Öncelikli olarak Okçu Köyü halkından oluşan uzmanlar kurulu tespit etmeli ve bu kurulun kapsamlı bir rapor hazırlaması sağlanarak Su kaynaklarının geliştirilmesi, korunması ve arttırılması, suyun boşa gitmemesi için yapılacaklar hakkında geniş kapsamlı bir konferans düzenlenmelidir .Bu çalışmaların sonucunda Okçu Köyü nün su kaynakları yönetimi konusunda bir görüş birliğine varılabilir.Bu doğrultuda bir uygulama planının tespit edilmesi mümkün olabilir.
.
Ülkemizin diğer bölgelerinde baktığımızda özellikle Gediz, Büyük Menderes, Burdur Gölleri,Konya ve Ergene havzalarında sürdürülebilir su kullanım oranlarının aşıldığı ve yer altı sularının da kirlendiği bilinmektedir.Geçen yıl Dünya Bankası tarafından hazırlanan su raporunda : “ Türkiye 21. yüzyılda su kaynaklarını korumak istiyorsa atması gereken ilk adım; yaklaşan su kıtlığını önlemek için Türk topraklarının çoğunda yeni sulama alanlarını geliştirme günlerinin sona ermesinin muhtemel olduğunu resmen kabul etmektir” denilmektedir.
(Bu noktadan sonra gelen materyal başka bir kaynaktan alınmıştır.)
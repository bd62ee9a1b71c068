#![allow(clippy::unwrap_used, clippy::expect_used)]

//! Unit tests for the route table linter

use crate::linter::{has_errors, lint_routes, LintIssue, LintSeverity};
use crate::routes::{async_routes, constant_routes, RouteDescriptor, ViewRef};

fn page(path: &str) -> RouteDescriptor {
    RouteDescriptor::view(path, ViewRef::lazy("views/page"))
}

fn catch_all() -> RouteDescriptor {
    RouteDescriptor::redirect_only("*", "/404").hide()
}

fn of_kind<'a>(issues: &'a [LintIssue], kind: &str) -> Vec<&'a LintIssue> {
    issues.iter().filter(|i| i.kind == kind).collect()
}

#[test]
fn test_shipped_table_has_no_errors() {
    let issues = lint_routes(constant_routes(), async_routes());
    assert!(!has_errors(&issues), "unexpected errors: {:?}", issues);
    assert!(of_kind(&issues, "dangling_redirect").is_empty());

    // `List` and `Add` are reused across sections
    let names = of_kind(&issues, "duplicate_route_name");
    assert!(!names.is_empty());
    assert!(names.iter().all(|i| i.severity == LintSeverity::Warning));
    assert!(names
        .iter()
        .any(|i| i.location == "constantRoutes:/goods/list"));
}

#[test]
fn test_duplicate_sibling_path() {
    let routes = vec![RouteDescriptor::section(
        "/users",
        ViewRef::Layout,
        vec![page("list"), page("list")],
    )];
    let issues = lint_routes(&routes, &[]);
    let dupes = of_kind(&issues, "duplicate_sibling_path");
    assert_eq!(dupes.len(), 1);
    assert_eq!(dupes[0].location, "constantRoutes:/users/list");
    assert_eq!(dupes[0].severity, LintSeverity::Error);
}

#[test]
fn test_same_path_in_different_sections_is_fine() {
    let routes = vec![
        RouteDescriptor::section("/users", ViewRef::Layout, vec![page("list")]),
        RouteDescriptor::section("/goods", ViewRef::Layout, vec![page("list")]),
    ];
    assert!(of_kind(&lint_routes(&routes, &[]), "duplicate_sibling_path").is_empty());
}

#[test]
fn test_wildcard_placement() {
    let issues = lint_routes(&[catch_all()], &[catch_all(), page("/late")]);
    assert_eq!(of_kind(&issues, "wildcard_in_constant_routes").len(), 1);
    let misplaced = of_kind(&issues, "wildcard_not_last");
    assert_eq!(misplaced.len(), 1);
    assert_eq!(misplaced[0].location, "asyncRoutes[0]");
    assert!(misplaced[0].suggestion.is_some());
}

#[test]
fn test_invalid_path_pattern() {
    let issues = lint_routes(&[page("/files/:name(.*")], &[]);
    let invalid = of_kind(&issues, "invalid_path_pattern");
    assert_eq!(invalid.len(), 1);
    assert_eq!(invalid[0].severity, LintSeverity::Error);
}

#[test]
fn test_redirect_route_without_target() {
    let route = RouteDescriptor::redirect_only("/old", "/new").without_redirect();
    let issues = lint_routes(&[route, page("/new")], &[]);
    assert_eq!(of_kind(&issues, "missing_redirect_target").len(), 1);
}

#[test]
fn test_relative_and_dangling_redirects() {
    let routes = vec![
        page("/home").redirect_to("dashboard"),
        RouteDescriptor::redirect_only("/legacy", "/gone"),
    ];
    let issues = lint_routes(&routes, &[]);

    let relative = of_kind(&issues, "relative_redirect");
    assert_eq!(relative.len(), 1);
    assert_eq!(relative[0].suggestion.as_deref(), Some("use '/dashboard'"));

    let dangling = of_kind(&issues, "dangling_redirect");
    assert_eq!(dangling.len(), 1);
    assert_eq!(dangling[0].location, "route:/legacy");
    assert!(!has_errors(&issues));
}

#[test]
fn test_dangling_redirect_is_found_behind_catch_all() {
    let constant = vec![
        RouteDescriptor::redirect_only("/legacy", "/gone"),
        RouteDescriptor::redirect_only("/old-404", "/404?from=old"),
        page("/404"),
    ];
    let issues = lint_routes(&constant, &[catch_all()]);

    let dangling = of_kind(&issues, "dangling_redirect");
    assert_eq!(dangling.len(), 1);
    assert_eq!(dangling[0].location, "route:/legacy");
}

#[test]
fn test_duplicate_names_point_at_first_record() {
    let routes = vec![page("/a").named("Page"), page("/b").named("Page")];
    let issues = lint_routes(&routes, &[]);
    let names = of_kind(&issues, "duplicate_route_name");
    assert_eq!(names.len(), 1);
    assert_eq!(names[0].location, "constantRoutes:/b");
    assert!(names[0].message.contains("'/a'"));
}
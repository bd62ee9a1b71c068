use super::Resolution;

/// Outcome of a navigation guard
#[derive(Debug, Clone, PartialEq, Eq)]
pub enum GuardDecision {
    /// Let the navigation proceed
    Continue,
    /// Start over at another location
    Redirect(String),
    /// Cancel the navigation; the current route stays
    Abort,
}

/// Hook run before every navigation commits
///
/// Guards are installed once on the engine and survive match table resets.
/// They run in installation order; the first decision other than
/// [`GuardDecision::Continue`] wins.
pub trait NavigationGuard: Send + Sync {
    fn check(&self, to: &Resolution, from: Option<&Resolution>) -> GuardDecision;
}

impl<F> NavigationGuard for F
where
    F: Fn(&Resolution, Option<&Resolution>) -> GuardDecision + Send + Sync,
{
    fn check(&self, to: &Resolution, from: Option<&Resolution>) -> GuardDecision {
        self(to, from)
    }
}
Buradan da anlaşılacağı üzere su kıtlığının çok yakın bir gelecekte kapımızı çalacağı açıktır. Sulamaya harcanan suyun tüm su tüketiminin % 80 ini oluşturduğu bölgemizde gelecekte daha yüksek ihtiyaçların karşılanması için suyun nereden sağlanması gerekeceği en büyük sorundur. Zaten şu anda Türkiye genelinde sulanabilir alanın sınırına gelinmiş bulunulmaktadır.İşte bu veriler ışığında uzmanlar artık yeni sulama projelerinden vazgeçilmesi gerektiğini söylüyorlar.
Ülkemize Su yönetimi konusunda gerek Dünya Bankası ,gerekse AB Su Çevre Direktifi baskılar uygulayarak kendi çıkarları doğrultusunda kapsamlı bir su yasası çıkarılmasını istemektedirler.Yurdumuz diğer alanlarda olduğu gibi SU yönetimi konusunda da ithal reçetelere mahkum edilmek istenmektedir.Bu mahkumiyetten kurtulmanın şartı; kendi modelimizi oluşturarak kendi çıkarlarımızı gözetecek kadar bilgili, deneyimli özgüvenli ve çalışkan olmaktır.